Bart Terryn wrote:
Stas and all of the others,

Stas said:

I think I got your problem solved, you need to:


- print $q->header();
+ print $q->header("text/html; charset=utf-8");


Well actually you did not.
Probably you looked a bit too fast.
(forgivable in view of the numbers of mails you reply to:-)

Actually I haven't looked, I have tested with your code. Before setting the header I wasn't getting the unicode chars you put in the form back in the dump. After setting the header it did print out exacly the same unicode character.


I didn't have a chance to mess with the hex representations yet.

[...]
(Oh did I mention already that I have tested only against IE6, because the
browser could be the cause as well of this odd(?) behaviour.)

I think this is where the weak point is.
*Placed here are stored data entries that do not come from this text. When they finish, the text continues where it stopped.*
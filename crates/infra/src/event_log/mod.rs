//! Append-only, per-subject event log boundary.
//!
//! The log is the source of truth for projections: it assigns each subject's
//! sequence numbers and can replay any suffix of a stream after a checkpoint.

pub mod in_memory;
pub mod r#trait;

use chrono::{DateTime, Utc};
use serde_json::Value as JsonValue;

use streakproj_core::SubjectId;
use streakproj_events::{EventBus, SubjectEvent};

pub use in_memory::InMemoryEventLog;
pub use r#trait::{EventLog, EventLogError};

/// Adapter that publishes appended events to an `EventBus` after the append succeeds.
///
/// Ordering invariant: **publish happens only after append succeeds**, so a consumer
/// never sees an event the log could not replay.
pub struct PublishingEventLog<L, B> {
    log: L,
    bus: B,
}

impl<L, B> PublishingEventLog<L, B> {
    pub fn new(log: L, bus: B) -> Self {
        Self { log, bus }
    }
}

impl<L, B> EventLog for PublishingEventLog<L, B>
where
    L: EventLog,
    B: EventBus<SubjectEvent>,
{
    fn append(
        &self,
        subject_id: SubjectId,
        event_type: &str,
        occurred_at: DateTime<Utc>,
        payload: JsonValue,
    ) -> Result<SubjectEvent, EventLogError> {
        let appended = self.log.append(subject_id, event_type, occurred_at, payload)?;

        self.bus
            .publish(appended.clone())
            .map_err(|err| EventLogError::Publish(format!("{err:?}")))?;

        Ok(appended)
    }

    fn load_after(
        &self,
        subject_id: SubjectId,
        after_seq: u64,
    ) -> Result<Vec<SubjectEvent>, EventLogError> {
        self.log.load_after(subject_id, after_seq)
    }
}
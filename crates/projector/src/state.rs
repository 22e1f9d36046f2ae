use serde::{Deserialize, Serialize};

use crate::DayKey;

/// Per-subject contribution projection plus its idempotency checkpoint.
///
/// Serialized in the `StreamProjectionPhase1` document shape
/// (`lastContributionDate`, `currentDayPostCount`, `appliedSeq`, `projectorVersion`).
///
/// Invariants:
/// - `applied_seq` never decreases over the life of a state
/// - `current_day_post_count` counts qualifying events on `last_contribution_date` only
/// - `projector_version` names the fold logic that wrote the state
#[derive(Debug, Clone, PartialEq, Eq, Serialize, Deserialize)]
#[serde(rename_all = "camelCase")]
pub struct ProjectionState {
    pub last_contribution_date: Option<DayKey>,
    pub current_day_post_count: u32,
    pub applied_seq: u64,
    pub projector_version: String,
}

impl ProjectionState {
    /// State of a subject with no applied events.
    pub fn zero(projector_version: impl Into<String>) -> Self {
        Self {
            last_contribution_date: None,
            current_day_post_count: 0,
            applied_seq: 0,
            projector_version: projector_version.into(),
        }
    }
}
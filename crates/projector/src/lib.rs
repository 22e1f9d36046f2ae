//! `streakproj-projector`: idempotent fold of a subject's event stream into a
//! checkpointed contribution projection.
//!
//! The fold is pure and synchronous: loading state, loading events, and persisting
//! the result all happen in the caller (see `streakproj-infra`).

pub mod day_key;
pub mod error;
pub mod projector;
pub mod qualifying;
pub mod state;

#[cfg(test)]
mod properties;

pub use day_key::{DayKey, day_key, parse_timezone};
pub use error::ProjectionError;
pub use projector::{Fold, PROJECTOR_VERSION, Projector};
pub use qualifying::QualifyingPolicy;
pub use state::ProjectionState;

pub use chrono_tz::Tz;
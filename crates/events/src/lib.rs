//! `streakproj-events`: event records and the distribution plumbing around them.
//!
//! - [`Event`]: the per-subject fact folded by the projector
//! - [`SubjectEvent`]: an event addressed to its subject (what logs store and buses carry)
//! - [`EventBus`]: at-least-once pub/sub abstraction, with an in-memory implementation

pub mod bus;
pub mod envelope;
pub mod event;
pub mod in_memory_bus;
pub mod subject;

pub use bus::{EventBus, Subscription};
pub use envelope::SubjectEvent;
pub use event::{EVENT_POST_CREATED, EVENT_POST_DELETED, EVENT_POST_EDITED, Event};
pub use in_memory_bus::{InMemoryBusError, InMemoryEventBus};
pub use subject::SubjectScoped;
//! Event publishing/subscription abstraction (mechanics only).
//!
//! The bus distributes [`SubjectEvent`](crate::SubjectEvent)s from the event log to
//! projection workers. It promises **at-least-once** delivery and nothing about
//! ordering: the same event may arrive twice, and events of one subject may arrive
//! out of order. The projector's checkpoint filter absorbs both.
//!
//! The bus stores nothing; the event log is the source of truth and can always be
//! replayed after the stored checkpoint.

use std::sync::Arc;
use std::sync::mpsc::{Receiver, RecvTimeoutError};
use std::time::Duration;

/// A subscription to a bus (broadcast: each subscription sees every published message).
///
/// Intended for a single consuming thread. Loop on [`Subscription::recv_timeout`] so the
/// consumer can check for shutdown between messages:
///
/// ```ignore
/// loop {
///     match sub.recv_timeout(Duration::from_millis(250)) {
///         Ok(ev) => handle(ev)?,
///         Err(RecvTimeoutError::Timeout) => continue,
///         Err(RecvTimeoutError::Disconnected) => break,
///     }
/// }
/// ```
#[derive(Debug)]
pub struct Subscription<M> {
    receiver: Receiver<M>,
}

impl<M> Subscription<M> {
    pub fn new(receiver: Receiver<M>) -> Self {
        Self { receiver }
    }

    /// Block for up to `timeout` waiting for a message.
    pub fn recv_timeout(&self, timeout: Duration) -> Result<M, RecvTimeoutError> {
        self.receiver.recv_timeout(timeout)
    }
}

/// Transport-agnostic pub/sub contract.
///
/// ```text
/// EventLog (append) → EventBus (publish) → ProjectionWorker → Projector → StateStore
/// ```
///
/// `publish` may fail; since the event is already durable in the log, the caller can
/// republish or let a catch-up pass pick it up later.
pub trait EventBus<M>: Send + Sync {
    type Error: core::fmt::Debug + Send + Sync + 'static;

    fn publish(&self, message: M) -> Result<(), Self::Error>;

    fn subscribe(&self) -> Subscription<M>;
}

impl<M, B> EventBus<M> for Arc<B>
where
    B: EventBus<M> + ?Sized,
{
    type Error = B::Error;

    fn publish(&self, message: M) -> Result<(), Self::Error> {
        (**self).publish(message)
    }

    fn subscribe(&self) -> Subscription<M> {
        (**self).subscribe()
    }
}
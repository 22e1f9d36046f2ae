//! The fold: `apply(state, events) -> state`.
//!
//! A batch goes through four stages:
//!
//! 1. **Validate** the whole batch (no mutation happens on rejection)
//! 2. **Filter** to `seq > state.applied_seq` (re-delivered events become no-ops)
//! 3. **Sort** by `seq` and drop identical duplicates (out-of-order delivery)
//! 4. **Fold** one event at a time, advancing `applied_seq` after every step
//!
//! Because of (2) and (3), folding any permutation of a batch, any number of times,
//! with the checkpoint persisted at any point in between, converges to the same state
//! as one ordered, duplicate-free pass.

use std::collections::HashMap;

use chrono_tz::Tz;
use tracing::debug;

use streakproj_events::Event;

use crate::{DayKey, ProjectionError, ProjectionState, QualifyingPolicy, day_key};

/// Version stamped on every state this fold logic produces.
pub const PROJECTOR_VERSION: &str = "phase1-v1";

/// Folds a subject's events into its [`ProjectionState`].
///
/// Stateless apart from configuration; one instance can serve any number of subjects
/// concurrently, since callers own the states.
#[derive(Debug, Clone)]
pub struct Projector {
    version: &'static str,
    policy: QualifyingPolicy,
}

impl Default for Projector {
    fn default() -> Self {
        Self::new(QualifyingPolicy::default())
    }
}

impl Projector {
    pub fn new(policy: QualifyingPolicy) -> Self {
        Self::with_version(policy, PROJECTOR_VERSION)
    }

    /// Build a projector for a revised fold logic.
    ///
    /// States written by a projector with a different version are refused by this one
    /// until they are rebuilt.
    pub fn with_version(policy: QualifyingPolicy, version: &'static str) -> Self {
        Self { version, policy }
    }

    pub fn version(&self) -> &'static str {
        self.version
    }

    pub fn policy(&self) -> &QualifyingPolicy {
        &self.policy
    }

    /// Zero value for a subject without stored state.
    pub fn zero_state(&self) -> ProjectionState {
        ProjectionState::zero(self.version)
    }

    /// Fold `events` into `state` and return the new state.
    ///
    /// `tz` is the subject's timezone; it is only required when the batch contains a
    /// qualifying event that still has to be folded.
    pub fn apply(
        &self,
        state: &ProjectionState,
        events: &[Event],
        tz: Option<Tz>,
    ) -> Result<ProjectionState, ProjectionError> {
        Ok(self.prepare(state, events, tz)?.finish())
    }

    /// Validate and order a batch, returning a stepwise [`Fold`].
    ///
    /// All rejection happens here. Once a `Fold` exists, every remaining step succeeds,
    /// so callers may persist the intermediate states it yields as checkpoints.
    pub fn prepare(
        &self,
        state: &ProjectionState,
        events: &[Event],
        tz: Option<Tz>,
    ) -> Result<Fold, ProjectionError> {
        if state.projector_version != self.version {
            return Err(ProjectionError::IncompatibleState {
                found: state.projector_version.clone(),
                expected: self.version.to_string(),
            });
        }

        validate_batch(events)?;

        let mut fresh: Vec<&Event> = events
            .iter()
            .filter(|e| e.seq > state.applied_seq)
            .collect();
        fresh.sort_by_key(|e| e.seq);
        fresh.dedup_by_key(|e| e.seq);

        let mut steps = Vec::with_capacity(fresh.len());
        for event in fresh {
            let day = if self.policy.qualifies(&event.event_type) {
                let tz = tz.ok_or_else(|| {
                    ProjectionError::ClockAmbiguity(format!(
                        "subject has no timezone; cannot attribute event seq={} to a day",
                        event.seq
                    ))
                })?;
                Some(day_key(event.occurred_at, tz))
            } else {
                None
            };
            steps.push(Step {
                seq: event.seq,
                day,
            });
        }

        debug!(
            applied_seq = state.applied_seq,
            received = events.len(),
            to_fold = steps.len(),
            "prepared projection batch"
        );

        Ok(Fold {
            version: self.version,
            state: state.clone(),
            steps: steps.into_iter(),
        })
    }
}

/// Rejects the batch if any event is malformed, before anything is folded.
fn validate_batch(events: &[Event]) -> Result<(), ProjectionError> {
    let mut by_seq: HashMap<u64, &Event> = HashMap::with_capacity(events.len());

    for event in events {
        if event.seq == 0 {
            return Err(ProjectionError::malformed(0, "sequence numbers start at 1"));
        }
        if event.event_type.trim().is_empty() {
            return Err(ProjectionError::malformed(event.seq, "event type is empty"));
        }
        if let Some(seen) = by_seq.insert(event.seq, event) {
            if seen != event {
                return Err(ProjectionError::malformed(
                    event.seq,
                    "two different events share this sequence number",
                ));
            }
        }
    }

    Ok(())
}

#[derive(Debug, Clone, Copy)]
struct Step {
    seq: u64,
    /// Day-key for qualifying events; `None` means checkpoint-only.
    day: Option<DayKey>,
}

/// An in-progress, already-validated fold.
///
/// Iterating yields the state after each applied event (its `applied_seq` is that
/// event's `seq`). A caller that persists one of those states and then crashes resumes
/// correctly: the events after it are simply folded again from the stored checkpoint.
#[derive(Debug)]
pub struct Fold {
    version: &'static str,
    state: ProjectionState,
    steps: std::vec::IntoIter<Step>,
}

impl Fold {
    /// Events left to fold.
    pub fn remaining(&self) -> usize {
        self.steps.len()
    }

    /// State after the steps taken so far.
    pub fn current(&self) -> &ProjectionState {
        &self.state
    }

    /// First `seq` missing between the checkpoint and the last event left to fold.
    ///
    /// Folding past a missing `seq` moves the checkpoint beyond it, after which that
    /// event is filtered out as already applied. Callers that can still obtain the
    /// missing events should do so before folding.
    pub fn missing_seq(&self) -> Option<u64> {
        let mut expected = self.state.applied_seq.saturating_add(1);
        for step in self.steps.as_slice() {
            if step.seq != expected {
                return Some(expected);
            }
            expected = expected.saturating_add(1);
        }
        None
    }

    /// Fold all remaining events and return the final state.
    pub fn finish(mut self) -> ProjectionState {
        while self.advance() {}
        self.state
    }

    fn advance(&mut self) -> bool {
        let Some(step) = self.steps.next() else {
            return false;
        };

        if let Some(day) = step.day {
            if self.state.last_contribution_date == Some(day) {
                self.state.current_day_post_count =
                    self.state.current_day_post_count.saturating_add(1);
            } else {
                self.state.last_contribution_date = Some(day);
                self.state.current_day_post_count = 1;
            }
        }

        self.state.applied_seq = step.seq;
        self.state.projector_version = self.version.to_string();
        true
    }
}

impl Iterator for Fold {
    type Item = ProjectionState;

    fn next(&mut self) -> Option<Self::Item> {
        self.advance().then(|| self.state.clone())
    }

    fn size_hint(&self) -> (usize, Option<usize>) {
        self.steps.size_hint()
    }
}

impl ExactSizeIterator for Fold {}

#[cfg(test)]
mod tests {
    use chrono::{DateTime, Utc};
    use serde_json::json;

    use streakproj_events::{EVENT_POST_CREATED, EVENT_POST_EDITED};

    use super::*;

    fn at(rfc3339: &str) -> DateTime<Utc> {
        DateTime::parse_from_rfc3339(rfc3339).unwrap().with_timezone(&Utc)
    }

    fn post(seq: u64, when: &str) -> Event {
        Event::new(seq, EVENT_POST_CREATED, at(when), json!({}))
    }

    fn state(date: Option<&str>, count: u32, applied_seq: u64) -> ProjectionState {
        ProjectionState {
            last_contribution_date: date.map(|d| d.parse().unwrap()),
            current_day_post_count: count,
            applied_seq,
            projector_version: PROJECTOR_VERSION.to_string(),
        }
    }

    #[test]
    fn day_rollover_resets_counter() {
        let s = state(Some("2024-01-01"), 3, 5);
        let out = Projector::default()
            .apply(&s, &[post(6, "2024-01-02T00:05:00Z")], Some(Tz::UTC))
            .unwrap();
        assert_eq!(out, state(Some("2024-01-02"), 1, 6));
    }

    #[test]
    fn same_day_increments_counter() {
        let s = state(Some("2024-01-01"), 3, 5);
        let out = Projector::default()
            .apply(&s, &[post(6, "2024-01-01T23:00:00Z")], Some(Tz::UTC))
            .unwrap();
        assert_eq!(out, state(Some("2024-01-01"), 4, 6));
    }

    #[test]
    fn stale_replay_is_a_no_op() {
        let s = state(Some("2024-01-01"), 3, 10);
        let batch = [
            post(3, "2024-01-05T10:00:00Z"),
            post(10, "2024-01-05T11:00:00Z"),
            post(7, "2024-01-05T12:00:00Z"),
        ];
        let out = Projector::default().apply(&s, &batch, Some(Tz::UTC)).unwrap();
        assert_eq!(out, s);
    }

    #[test]
    fn empty_batch_returns_state_unchanged() {
        let s = state(Some("2024-01-01"), 2, 4);
        let out = Projector::default().apply(&s, &[], None).unwrap();
        assert_eq!(out, s);
    }

    #[test]
    fn zero_seq_rejects_whole_batch() {
        let s = state(Some("2024-01-01"), 3, 5);
        let snapshot = s.clone();
        let batch = [post(6, "2024-01-01T10:00:00Z"), post(0, "2024-01-01T11:00:00Z")];

        let err = Projector::default()
            .apply(&s, &batch, Some(Tz::UTC))
            .unwrap_err();

        assert!(matches!(err, ProjectionError::MalformedEvent { seq: 0, .. }));
        assert_eq!(s, snapshot);
    }

    #[test]
    fn conflicting_duplicate_is_malformed() {
        let s = state(None, 0, 0);
        let batch = [
            post(1, "2024-01-01T10:00:00Z"),
            post(1, "2024-01-03T10:00:00Z"),
        ];
        let err = Projector::default()
            .apply(&s, &batch, Some(Tz::UTC))
            .unwrap_err();
        assert!(matches!(err, ProjectionError::MalformedEvent { seq: 1, .. }));
    }

    #[test]
    fn identical_duplicates_count_once() {
        let s = state(None, 0, 0);
        let e = post(1, "2024-01-01T10:00:00Z");
        let out = Projector::default()
            .apply(&s, &[e.clone(), e.clone(), e], Some(Tz::UTC))
            .unwrap();
        assert_eq!(out, state(Some("2024-01-01"), 1, 1));
    }

    #[test]
    fn out_of_order_batch_is_sorted() {
        let s = state(None, 0, 0);
        let batch = [
            post(3, "2024-01-02T09:00:00Z"),
            post(1, "2024-01-01T09:00:00Z"),
            post(2, "2024-01-01T18:00:00Z"),
        ];
        let out = Projector::default().apply(&s, &batch, Some(Tz::UTC)).unwrap();
        assert_eq!(out, state(Some("2024-01-02"), 1, 3));
    }

    #[test]
    fn non_qualifying_events_only_advance_checkpoint() {
        let s = state(Some("2024-01-01"), 3, 5);
        let edit = Event::new(6, EVENT_POST_EDITED, at("2024-01-09T10:00:00Z"), json!({}));
        let out = Projector::default().apply(&s, &[edit], None).unwrap();
        assert_eq!(out, state(Some("2024-01-01"), 3, 6));
    }

    #[test]
    fn missing_timezone_for_qualifying_event_is_fatal() {
        let s = state(None, 0, 0);
        let err = Projector::default()
            .apply(&s, &[post(1, "2024-01-01T10:00:00Z")], None)
            .unwrap_err();
        assert!(matches!(err, ProjectionError::ClockAmbiguity(_)));
    }

    #[test]
    fn subject_timezone_decides_the_day() {
        let s = state(Some("2024-01-01"), 1, 1);
        // 2024-01-01T16:00Z is 2024-01-02 01:00 in Seoul.
        let out = Projector::default()
            .apply(&s, &[post(2, "2024-01-01T16:00:00Z")], Some(Tz::Asia__Seoul))
            .unwrap();
        assert_eq!(out, state(Some("2024-01-02"), 1, 2));
    }

    #[test]
    fn version_mismatch_is_incompatible() {
        let mut s = state(Some("2024-01-01"), 3, 5);
        s.projector_version = "phase0".to_string();

        let err = Projector::default()
            .apply(&s, &[post(6, "2024-01-01T10:00:00Z")], Some(Tz::UTC))
            .unwrap_err();

        assert_eq!(
            err,
            ProjectionError::IncompatibleState {
                found: "phase0".to_string(),
                expected: PROJECTOR_VERSION.to_string(),
            }
        );
    }

    #[test]
    fn fold_yields_a_checkpoint_per_event() {
        let s = state(None, 0, 0);
        let batch = [
            post(1, "2024-01-01T09:00:00Z"),
            Event::new(2, EVENT_POST_EDITED, at("2024-01-01T10:00:00Z"), json!({})),
            post(3, "2024-01-01T11:00:00Z"),
        ];
        let fold = Projector::default().prepare(&s, &batch, Some(Tz::UTC)).unwrap();
        assert_eq!(fold.remaining(), 3);

        let checkpoints: Vec<_> = fold.map(|st| (st.applied_seq, st.current_day_post_count)).collect();
        assert_eq!(checkpoints, vec![(1, 1), (2, 1), (3, 2)]);
    }

    #[test]
    fn resuming_from_an_intermediate_checkpoint_converges() {
        let s = state(None, 0, 0);
        let batch = [
            post(1, "2024-01-01T09:00:00Z"),
            post(2, "2024-01-01T10:00:00Z"),
            post(3, "2024-01-02T11:00:00Z"),
        ];
        let projector = Projector::default();

        let mid = projector
            .prepare(&s, &batch, Some(Tz::UTC))
            .unwrap()
            .nth(1)
            .unwrap();
        let resumed = projector.apply(&mid, &batch, Some(Tz::UTC)).unwrap();
        let direct = projector.apply(&s, &batch, Some(Tz::UTC)).unwrap();

        assert_eq!(resumed, direct);
    }

    #[test]
    fn missing_seq_reports_the_first_hole_above_the_checkpoint() {
        let projector = Projector::default();
        let at_two = state(Some("2024-01-01"), 1, 2);

        let contiguous = projector
            .prepare(&at_two, &[post(4, "2024-01-01T10:00:00Z"), post(3, "2024-01-01T09:00:00Z")], Some(Tz::UTC))
            .unwrap();
        assert_eq!(contiguous.missing_seq(), None);

        let holed = projector
            .prepare(&at_two, &[post(3, "2024-01-01T09:00:00Z"), post(6, "2024-01-01T10:00:00Z")], Some(Tz::UTC))
            .unwrap();
        assert_eq!(holed.missing_seq(), Some(4));

        let ahead = projector
            .prepare(&at_two, &[post(5, "2024-01-01T09:00:00Z")], Some(Tz::UTC))
            .unwrap();
        assert_eq!(ahead.missing_seq(), Some(3));

        let stale = projector
            .prepare(&at_two, &[post(1, "2024-01-01T08:00:00Z")], Some(Tz::UTC))
            .unwrap();
        assert_eq!(stale.missing_seq(), None);
    }
}
use std::collections::BTreeSet;

use streakproj_events::EVENT_POST_CREATED;

/// Which event types count as a contribution.
///
/// Only qualifying events touch `last_contribution_date` / `current_day_post_count`;
/// every other event merely advances the checkpoint. The default policy counts
/// published posts only: edits and deletions are not contributions.
#[derive(Debug, Clone, PartialEq, Eq)]
pub struct QualifyingPolicy {
    types: BTreeSet<String>,
}

impl QualifyingPolicy {
    pub fn new<I, S>(types: I) -> Self
    where
        I: IntoIterator<Item = S>,
        S: Into<String>,
    {
        Self {
            types: types.into_iter().map(Into::into).collect(),
        }
    }

    pub fn with_type(mut self, event_type: impl Into<String>) -> Self {
        self.types.insert(event_type.into());
        self
    }

    pub fn qualifies(&self, event_type: &str) -> bool {
        self.types.contains(event_type)
    }

    pub fn types(&self) -> impl Iterator<Item = &str> {
        self.types.iter().map(String::as_str)
    }

    pub fn is_empty(&self) -> bool {
        self.types.is_empty()
    }
}

impl Default for QualifyingPolicy {
    fn default() -> Self {
        Self::new([EVENT_POST_CREATED])
    }
}
use std::collections::HashMap;
use std::sync::RwLock;

use chrono::{DateTime, Utc};
use serde_json::Value as JsonValue;
use uuid::Uuid;

use streakproj_core::SubjectId;
use streakproj_events::{Event, SubjectEvent};

use super::r#trait::{EventLog, EventLogError};

/// In-memory append-only event log.
///
/// Intended for tests/dev. Not optimized for performance.
#[derive(Debug, Default)]
pub struct InMemoryEventLog {
    streams: RwLock<HashMap<SubjectId, Vec<SubjectEvent>>>,
}

impl InMemoryEventLog {
    pub fn new() -> Self {
        Self::default()
    }
}

impl EventLog for InMemoryEventLog {
    fn append(
        &self,
        subject_id: SubjectId,
        event_type: &str,
        occurred_at: DateTime<Utc>,
        payload: JsonValue,
    ) -> Result<SubjectEvent, EventLogError> {
        if event_type.trim().is_empty() {
            return Err(EventLogError::InvalidAppend(
                "event type must not be empty".to_string(),
            ));
        }

        let mut streams = self
            .streams
            .write()
            .map_err(|_| EventLogError::Storage("lock poisoned".to_string()))?;

        let stream = streams.entry(subject_id).or_default();
        let next = stream.last().map(SubjectEvent::seq).unwrap_or(0) + 1;

        let appended = SubjectEvent::new(
            Uuid::now_v7(),
            subject_id,
            Event::new(next, event_type, occurred_at, payload),
        );
        stream.push(appended.clone());

        Ok(appended)
    }

    fn load_after(
        &self,
        subject_id: SubjectId,
        after_seq: u64,
    ) -> Result<Vec<SubjectEvent>, EventLogError> {
        let streams = self
            .streams
            .read()
            .map_err(|_| EventLogError::Storage("lock poisoned".to_string()))?;

        Ok(streams
            .get(&subject_id)
            .map(|stream| {
                stream
                    .iter()
                    .filter(|e| e.seq() > after_seq)
                    .cloned()
                    .collect()
            })
            .unwrap_or_default())
    }
}
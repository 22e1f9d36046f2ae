use std::io;
use std::sync::mpsc;
use std::thread;
use std::time::Duration;

use tracing::{debug, info, warn};

use streakproj_core::SubjectId;
use streakproj_events::{EventBus, Subscription, SubjectScoped};

/// Handle to control and join a background worker.
#[derive(Debug)]
pub struct WorkerHandle {
    shutdown: mpsc::Sender<()>,
    join: Option<thread::JoinHandle<()>>,
}

impl WorkerHandle {
    /// Request graceful shutdown and wait for the worker to stop.
    pub fn shutdown(mut self) {
        let _ = self.shutdown.send(());
        if let Some(j) = self.join.take() {
            let _ = j.join();
        }
    }
}

/// Which subjects a worker is responsible for.
///
/// Partitioning gives each subject exactly one worker, so one subject is never folded
/// by two workers at once while different subjects proceed in parallel.
#[derive(Debug, Copy, Clone, PartialEq, Eq)]
pub enum SubjectFilter {
    All,
    Only(SubjectId),
    Partition { index: usize, count: usize },
}

impl SubjectFilter {
    pub fn accepts(&self, subject_id: SubjectId) -> bool {
        match *self {
            SubjectFilter::All => true,
            SubjectFilter::Only(id) => id == subject_id,
            SubjectFilter::Partition { index, count } => partition_of(subject_id, count) == index,
        }
    }
}

/// Stable partition index of a subject among `count` partitions.
pub fn partition_of(subject_id: SubjectId, count: usize) -> usize {
    let count = count.max(1) as u128;
    (subject_id.as_uuid().as_u128() % count) as usize
}

/// Generic projection worker loop.
///
/// - Subscribes to an event bus
/// - Applies an idempotent handler for each accepted message
/// - Supports graceful shutdown
#[derive(Debug)]
pub struct ProjectionWorker;

impl ProjectionWorker {
    /// Spawn a worker thread that processes events from the bus subscription.
    ///
    /// `handler` must be idempotent (at-least-once delivery). Its errors are logged and
    /// the message is dropped; the event log still holds it for a later catch-up.
    pub fn spawn<M, B, H, E>(
        name: impl Into<String>,
        bus: &B,
        filter: SubjectFilter,
        mut handler: H,
    ) -> io::Result<WorkerHandle>
    where
        M: SubjectScoped + Send + 'static,
        B: EventBus<M> + ?Sized,
        H: FnMut(M) -> Result<(), E> + Send + 'static,
        E: core::fmt::Debug + Send + 'static,
    {
        let name = name.into();
        let (shutdown_tx, shutdown_rx) = mpsc::channel::<()>();
        let sub: Subscription<M> = bus.subscribe();

        let thread_name = name.clone();
        let join = thread::Builder::new()
            .name(thread_name)
            .spawn(move || worker_loop(&name, sub, shutdown_rx, filter, &mut handler))?;

        Ok(WorkerHandle {
            shutdown: shutdown_tx,
            join: Some(join),
        })
    }

    /// Spawn `partitions` workers that split subjects between them.
    ///
    /// `make_handler` is called once per partition.
    pub fn spawn_partitioned<M, B, H, E>(
        name: &str,
        bus: &B,
        partitions: usize,
        mut make_handler: impl FnMut(usize) -> H,
    ) -> io::Result<Vec<WorkerHandle>>
    where
        M: SubjectScoped + Send + 'static,
        B: EventBus<M> + ?Sized,
        H: FnMut(M) -> Result<(), E> + Send + 'static,
        E: core::fmt::Debug + Send + 'static,
    {
        let count = partitions.max(1);
        (0..count)
            .map(|index| {
                Self::spawn(
                    format!("{name}-{index}"),
                    bus,
                    SubjectFilter::Partition { index, count },
                    make_handler(index),
                )
            })
            .collect()
    }
}

fn worker_loop<M, H, E>(
    name: &str,
    sub: Subscription<M>,
    shutdown_rx: mpsc::Receiver<()>,
    filter: SubjectFilter,
    handler: &mut H,
) where
    M: SubjectScoped,
    H: FnMut(M) -> Result<(), E>,
    E: core::fmt::Debug,
{
    let tick = Duration::from_millis(250);
    info!(worker = name, ?filter, "projection worker started");

    loop {
        if shutdown_rx.try_recv().is_ok() {
            break;
        }

        match sub.recv_timeout(tick) {
            Ok(msg) => {
                let subject_id = msg.subject_id();
                if !filter.accepts(subject_id) {
                    continue;
                }

                if let Err(err) = handler(msg) {
                    warn!(worker = name, subject_id = %subject_id, error = ?err, "projection worker handler failed");
                } else {
                    debug!(worker = name, subject_id = %subject_id, "message projected");
                }
            }
            Err(mpsc::RecvTimeoutError::Timeout) => continue,
            Err(mpsc::RecvTimeoutError::Disconnected) => break,
        }
    }

    info!(worker = name, "projection worker stopped");
}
You need to compare characters on the server side, not trying to rely on the browser, which as you have seen will render them improperly if you didn't set the right header.


You have two things happening: read input, send output. The problem can be in any of the two and worse, it can be in both and the error can fix itself when doubled. You need to verify first that the input is read properly, then the same for the output.

I have started writing the test for mp2 to verify utf8 input, hopefully I'll finish it soon.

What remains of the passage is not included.